The Paiute Indian Tribe in Utah removed its chairwoman after she admitted to receiving gifts from the Washington football team's Original Americans Foundation.

A tribe in Utah has removed its tribal chairwoman for receiving extravagant gifts from the Washington football team’s Original Americans Foundation.

The Paiute Indian Tribe of Utah unanimously passed a resolution on Sunday accusing Tribal Chairwoman Gari Pikyavit Lafferty of going on an all-expenses-paid VIP trip to Washington, D.C., where she and family attended a Washington football team game in September of last year.

The Original Americans Foundation, a nonprofit funded by the Washington football team to garner support for its embattled team name, paid for Lafferty's travel, including room and board, according to the resolution.

During a hearing on March 31, Lafferty admitted to the accusations, and on April 2 she was officially removed from office.

“The role of a tribal official is to act to make the tribe better, but the actions of Gari Lafferty since she took office have served neither the Paiute Indian Tribe of Utah nor its elected council,” Vice Chairwoman Jeanine Borchardt said in a press release sent to ICTMN. “Gari Lafferty’s actions served only her self-interest. We are deeply saddened in taking this action.”

Lafferty claimed at the hearing that she had previously filed a report to the Tribal Council informing the tribe of her travel to Washington, D.C. and the game.

“That is not true, and is not supported by the record,” the press release reads.

One week before she flew to Washington, D.C., Lafferty participated in the council’s conflict of interest presentation on September 16, the tribal council said.

“By soliciting and/or accepting these gifts, it gives the appearance that you, as the Tribal Chairperson and spokesperson of the Tribe, are allowing the WROAF to influence your position on a matter of public debate and controversy regarding the use of the name Redskins,” Sunday’s resolution reads.

After news broke Monday about the accusations lodged against Lafferty, an image surfaced on Facebook of Lafferty with Washington football team President Bruce Allen.

Facebook user Phil Gover tagged Lafferty to the photo and wrote, “Next time you take a bribe, don't post pictures of the crime on Facebook.”

Lafferty responded to the post several hours later saying, “Thanks. I’ll remember that.”

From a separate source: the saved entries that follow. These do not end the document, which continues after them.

use anchor_lang::prelude::*;

#[error_code]
pub enum WalletError {
    #[msg("Unauthorized: admin signature required")]
    UnauthorizedAdmin,

    #[msg("Unauthorized: wallet owner signature required")]
    Unauthorized,

    #[msg("Caller is neither verified nor explicitly authorized")]
    NotAuthorized,

    #[msg("Credential account is not a valid authorization or verification record")]
    InvalidCredential,

    #[msg("Batch is empty")]
    EmptyBatch,

    #[msg("Too many steps in a single batch")]
    BatchTooLarge,

    #[msg("Not enough accounts supplied for the requested execution")]
    MissingAccounts,
}
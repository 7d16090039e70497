use anchor_lang::prelude::*;

use crate::error::BadgeError;
use crate::events::BadgeStatusChanged;
use crate::state::{BadgeConfig, CreatorBadge};

pub fn deactivate(ctx: Context<SetBadgeStatus>) -> Result<()> {
    let badge = &mut ctx.accounts.badge;
    require!(badge.active, BadgeError::BadgeAlreadyInactive);
    badge.active = false;

    emit!(BadgeStatusChanged {
        badge_id: badge.id,
        creator: badge.creator,
        active: false,
    });

    Ok(())
}

pub fn reactivate(ctx: Context<SetBadgeStatus>) -> Result<()> {
    let badge = &mut ctx.accounts.badge;
    require!(!badge.active, BadgeError::BadgeAlreadyActive);
    badge.active = true;

    emit!(BadgeStatusChanged {
        badge_id: badge.id,
        creator: badge.creator,
        active: true,
    });

    Ok(())
}

#[derive(Accounts)]
pub struct SetBadgeStatus<'info> {
    pub admin: Signer<'info>,

    #[account(
        seeds = [BadgeConfig::SEED_PREFIX],
        bump = config.bump,
        constraint = config.admin == admin.key() @ BadgeError::Unauthorized,
    )]
    pub config: Account<'info, BadgeConfig>,

    #[account(
        mut,
        seeds = [CreatorBadge::SEED_PREFIX, badge.creator.as_ref()],
        bump = badge.bump,
    )]
    pub badge: Account<'info, CreatorBadge>,
}
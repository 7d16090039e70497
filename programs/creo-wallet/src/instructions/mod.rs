pub mod create_wallet;
pub mod execute;
pub mod initialize;
pub mod manage_authorizations;

pub use create_wallet::*;
pub use execute::*;
pub use initialize::*;
pub use manage_authorizations::*;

Former Paiute Tribal Chairwoman Gari Pikyavit Lafferty, right, poses for a photo with Washington football team President Bruce Allen, center. The Original Americans Foundation paid for her travels to Washington, D.C., to watch a game. Her family allegedly joined her during travel.

Washington football team owner Dan Snyder founded the Original Americans Foundation to stave the controversy miring his team prompted by the team name, which is defined by the dictionary as a disparaging and offensive term used to reference Native Americans.

This isn’t the first time the Original Americans Foundation has tempted Native Americans with money and gifts.

Last July, news broke that a tribe in California attempting to raise $250,000 for a skate park refused money from the Original Americans Foundation, calling the team name “inappropriate.”

Quechan tribal president Keeny Escalanti Sr. told the Associated Press that they would not accept the money and would not side with the team regarding its name.

“No, we’re not going to accept any kind of monetary offer to side with allowing them to utilize the inappropriate name for this NFL team,” he said.

Last October, disgraced Navajo Nation president Ben Shelly was photographed sitting alongside Snyder in a VIP box suite at a Washington football team game. Shelly, who has previously been charged with fraud, conspiracy and theft, was chastised on social media for acting against the will of the Navajo Nation.

Likewise, Lafferty’s removal from office was also due to a compounding record of misbehavior, the tribe said.

“The Tribe’s decision to remove the chairwoman was also based upon a larger pattern of behavior documented over a long period of time,” the press release states.

The tribe has scheduled a special election for April 30 where tribal members will elect their new chairperson. Per the tribe’s constitution, the candidates are the current council members.

The tribe will announce the results of the special election on May 1.